Ask Gastromommy: Food Quantity

For this first installation of Ask Gastromommy, I am going to focus on food quantity. I’ve gotten several questions about it, such as: How much food should I give to my baby? What about when he’s older? 

corn
oatmeal

In the beginning of BLW, it’s best to offer your baby a small selection of foods. Overloading your baby with too many options can overwhelm him! In the first few months, I put only 3-4 pieces / kinds of food on his tray at a time. I always had more food ready in case he wanted it, which he almost always did. ;)

My best advice is to simply offer your baby a balanced, nutritious variety of food at every meal and let him enjoy himself freely. While your baby eats, he is learning and having fun! “A clean plate” is not the goal, nor should it ever be. It’s important for your baby to be able to eat only as much (or as little) as he wants and needs. Babies are self-regulators and can be trusted to manage their intake, just as they have done since birth with breast milk or formula.

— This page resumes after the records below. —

use bmt_core::BmtError;
use bmt_crypto::SignatureError;
use thiserror::Error;

/// Errors produced by transaction operations.
#[derive(Debug, Error)]
pub enum TxError {
    #[error("signature not found")]
    SignatureNotFound,

    #[error("public key not found")]
    PubkeyNotFound,

    #[error("sender address does not match public key")]
    AddressMismatch,

    #[error("signature error: {0}")]
    Signature(#[from] SignatureError),

    #[error("invalid address: {0}")]
    InvalidAddress(String),

    #[error("transaction too large: {size} bytes (max {max})")]
    TooLarge { size: usize, max: usize },

    #[error("serialization error: {0}")]
    Serialization(String),

    #[error("index error: {0}")]
    Index(#[from] BmtError),
}

pub type TxResult<T> = Result<T, TxError>;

Don’t expect your baby to eat much food at first. His stomach is still quite small and needs time to adjust to digesting solids. Breast milk or formula remains as the foundation of his nutrition and solids are purely supplemental. Your baby may not eat much food at all for the first few months, and that is completely fine! He doesn’t suddenly need extra food just because he is six months old (or whenever he starts solids thereafter). Many babies are not very interested in food right at six months, or even in the few months thereafter.

As parents, all you can do is provide opportunities to explore with solids; beyond that, it is up to your baby to decide when he is ready and interested. Parents control the where, when and what – the location and timing of the meal and the food that is offered. Your baby controls how much food he eats. Again, he is a tiny, brilliant self-regulator and can be trusted to eat what he wants and needs.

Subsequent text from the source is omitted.